A Hebrew textual corpus on construction, planning, and architecture

2022-2024

Funding agency: Israel Innovation Authority

Research leader: Or Aleksandrowicz

Project supervisors: Daniel Rosenberg, Omri Shafer-Raviv

Project advisors: Noam Ordan, Nick Howell

Project assistants: Dina El Qasem, Hodaya Saada, Mai Sabbah, Sherry-Atara Khasdan, Naama Koren, Shiran-Ester Shnaiderman

The construction industry is one of the main economic sectors in Israel and it is expected to maintain its central position in the coming decades in light of the country’s rapid population growth rate. Unlike many developed countries, where the rate of new construction is slow due to low rates of population growth, in Israel, the built-up area doubles every 25 years. The creation of a textual corpus in Hebrew on construction, planning, and architecture is expected to facilitate and expedite the development of NLP-based tools for application and assimilation in technological fields related to the construction industry.

The corpus consists of Hebrew documents from a wide variety of contemporary and historical sources, including legislative decrees, regulatory guidelines, research reports, academic studies, and professional journals. In the development of the corpus, we are using digitally born as well as scanned printed publications, which go through a process of optical character recognition (OCR), cleaning, and parsing. Parsing was performed using the Trankit Python Toolkit.

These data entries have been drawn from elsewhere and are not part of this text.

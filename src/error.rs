//! Error types for the upload and background removal pipeline

use serde::{Deserialize, Serialize};
use thiserror::Error;

/// Result type alias for pipeline operations
pub type Result<T> = std::result::Result<T, BgEraserError>;

/// Maximum number of characters of a remote response body kept in an error
pub const MAX_REMOTE_BODY_CHARS: usize = 300;

/// Maximum number of characters of any error detail surfaced to callers
pub const MAX_ERROR_DETAIL_CHARS: usize = 500;

/// Stable, serializable classification of every pipeline failure
#[derive(Debug, Clone, Copy, PartialEq, Eq, Hash, Serialize, Deserialize)]
pub enum ErrorKind {
    MissingFile,
    UnsupportedType,
    TooLarge,
    StorageWriteFailed,
    TransportError,
    RemoteStatusError,
    MalformedResponse,
    EmptyResult,
    MalformedEncoding,
    UnexpectedError,
}

impl ErrorKind {
    /// HTTP status code the upload endpoint answers with for this kind
    #[must_use]
    pub fn http_status(self) -> u16 {
        match self {
            Self::MissingFile | Self::UnsupportedType => 400,
            Self::TooLarge => 413,
            Self::TransportError
            | Self::RemoteStatusError
            | Self::MalformedResponse
            | Self::EmptyResult
            | Self::MalformedEncoding => 502,
            Self::StorageWriteFailed | Self::UnexpectedError => 500,
        }
    }

    /// Whether the failure happened before any work was accepted
    #[must_use]
    pub fn is_rejection(self) -> bool {
        matches!(
            self,
            Self::MissingFile | Self::UnsupportedType | Self::TooLarge
        )
    }
}

impl std::fmt::Display for ErrorKind {
    fn fmt(&self, f: &mut std::fmt::Formatter<'_>) -> std::fmt::Result {
        let name = match self {
            Self::MissingFile => "missing_file",
            Self::UnsupportedType => "unsupported_type",
            Self::TooLarge => "too_large",
            Self::StorageWriteFailed => "storage_write_failed",
            Self::TransportError => "transport_error",
            Self::RemoteStatusError => "remote_status_error",
            Self::MalformedResponse => "malformed_response",
            Self::EmptyResult => "empty_result",
            Self::MalformedEncoding => "malformed_encoding",
            Self::UnexpectedError => "unexpected_error",
        };
        write!(f, "{}", name)
    }
}

/// Comprehensive error types for the pipeline
#[derive(Error, Debug)]
pub enum BgEraserError {
    /// No file was supplied with the upload
    #[error("No image file provided.")]
    MissingFile,

    /// Declared (or sniffed) content type is not accepted
    #[error("Invalid file type '{0}'. Only PNG, JPG, JPEG are allowed.")]
    UnsupportedType(String),

    /// Upload exceeds the configured ceiling
    #[error("File is too large ({size} bytes). Maximum size is {}.", format_limit(.max))]
    TooLarge { size: u64, max: u64 },

    /// Artifact could not be written to storage
    #[error("Storage write failed: {0}")]
    StorageWriteFailed(String),

    /// Request to the removal service could not be sent or read
    #[error("Transport error: {0}")]
    Transport(String),

    /// Removal service answered with a non-success status
    #[error("Remote service returned status {status}: {body}")]
    RemoteStatus { status: u16, body: String },

    /// Removal service answered with an unexpected body
    #[error("Malformed response: {0}")]
    MalformedResponse(String),

    /// Removal service reported success without an image
    #[error("Background removal failed. {0}")]
    EmptyResult(String),

    /// Data URI or base64 payload could not be decoded
    #[error("Malformed encoding: {0}")]
    MalformedEncoding(String),

    /// Invalid configuration or parameters
    #[error("Invalid configuration: {0}")]
    InvalidConfig(String),

    /// Generic error for unexpected conditions
    #[error("Unexpected error: {0}")]
    Unexpected(String),
}

impl BgEraserError {
    /// Classify this error into the pipeline taxonomy
    #[must_use]
    pub fn kind(&self) -> ErrorKind {
        match self {
            Self::MissingFile => ErrorKind::MissingFile,
            Self::UnsupportedType(_) => ErrorKind::UnsupportedType,
            Self::TooLarge { .. } => ErrorKind::TooLarge,
            Self::StorageWriteFailed(_) => ErrorKind::StorageWriteFailed,
            Self::Transport(_) => ErrorKind::TransportError,
            Self::RemoteStatus { .. } => ErrorKind::RemoteStatusError,
            Self::MalformedResponse(_) => ErrorKind::MalformedResponse,
            Self::EmptyResult(_) => ErrorKind::EmptyResult,
            Self::MalformedEncoding(_) => ErrorKind::MalformedEncoding,
            Self::InvalidConfig(_) | Self::Unexpected(_) => ErrorKind::UnexpectedError,
        }
    }

    /// Error detail bounded to [`MAX_ERROR_DETAIL_CHARS`]
    #[must_use]
    pub fn detail(&self) -> String {
        truncate_chars(&self.to_string(), MAX_ERROR_DETAIL_CHARS)
    }

    /// Create a new invalid configuration error
    pub fn invalid_config<S: Into<String>>(msg: S) -> Self {
        Self::InvalidConfig(msg.into())
    }

    /// Create a new unsupported type error
    pub fn unsupported_type<S: Into<String>>(mime_type: S) -> Self {
        Self::UnsupportedType(mime_type.into())
    }

    /// Create a new transport error
    pub fn transport<S: Into<String>>(msg: S) -> Self {
        Self::Transport(msg.into())
    }

    /// Create a new malformed response error
    pub fn malformed_response<S: Into<String>>(msg: S) -> Self {
        Self::MalformedResponse(msg.into())
    }

    /// Create a new empty result error
    pub fn empty_result<S: Into<String>>(msg: S) -> Self {
        Self::EmptyResult(msg.into())
    }

    /// Create a new malformed encoding error
    pub fn malformed_encoding<S: Into<String>>(msg: S) -> Self {
        Self::MalformedEncoding(msg.into())
    }

    /// Create a new unexpected error, truncating the message
    pub fn unexpected<S: Into<String>>(msg: S) -> Self {
        Self::Unexpected(truncate_chars(&msg.into(), MAX_ERROR_DETAIL_CHARS))
    }

    /// Create a remote status error, truncating the response body
    #[must_use]
    pub fn remote_status(status: u16, body: &str) -> Self {
        Self::RemoteStatus {
            status,
            body: truncate_chars(body.trim(), MAX_REMOTE_BODY_CHARS),
        }
    }

    /// Create a transport error with the request context
    pub fn network_error<E: std::fmt::Display>(operation: &str, url: &str, error: E) -> Self {
        Self::Transport(format!("Failed to {} '{}': {}", operation, url, error))
    }

    /// Create storage error with operation context
    pub fn file_io_error<P: AsRef<std::path::Path>>(
        operation: &str,
        path: P,
        error: &std::io::Error,
    ) -> Self {
        Self::StorageWriteFailed(format!(
            "Failed to {} '{}': {}",
            operation,
            path.as_ref().display(),
            error
        ))
    }

    /// Create configuration error with valid ranges
    pub fn config_value_error<T: std::fmt::Display>(
        parameter: &str,
        value: T,
        valid_range: &str,
        recommended: Option<T>,
    ) -> Self {
        let recommendation = match recommended {
            Some(rec) => format!(" Recommended: {}", rec),
            None => String::new(),
        };

        Self::InvalidConfig(format!(
            "Invalid {}: {} (valid range: {}).{}",
            parameter, value, valid_range, recommendation
        ))
    }
}

/// Truncate a string to at most `max_chars` characters, marking the cut
#[must_use]
pub fn truncate_chars(text: &str, max_chars: usize) -> String {
    match text.char_indices().nth(max_chars) {
        Some((cut, _)) => format!("{}…", text.get(..cut).unwrap_or(text)),
        None => text.to_string(),
    }
}

fn format_limit(bytes: &u64) -> String {
    const MIB: u64 = 1024 * 1024;
    let bytes = *bytes;
    if bytes >= MIB && bytes % MIB == 0 {
        format!("{}MB", bytes / MIB)
    } else {
        format!("{} bytes", bytes)
    }
}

The corpus holds 22,382,594 words in 1218 documents.

The corpus is available for all types of uses for NLP research and development according to the CC BY 4.0 license (Attribution 4.0 International).

We wish to thank Vicky Davydov, Lena Avrahami and Shai Zack from the Library of the Faculty of Architecture and Town Planning (Technion), as well as Moti Yeger, Director of the Technion’s Central Library, and Prof. Rafael Sacks, Head of the National Building Research Institute, for the help they have been providing for the project since its inception.

Cite: Aleksandrowicz, O., Rosenberg, D., Shafer-Raviv, O., Ordan, N. (2024). Hebrew textual corpus on construction, planning, and architecture. GitHUB. https://github.com/bdar-lab/heb_architecture_corpus.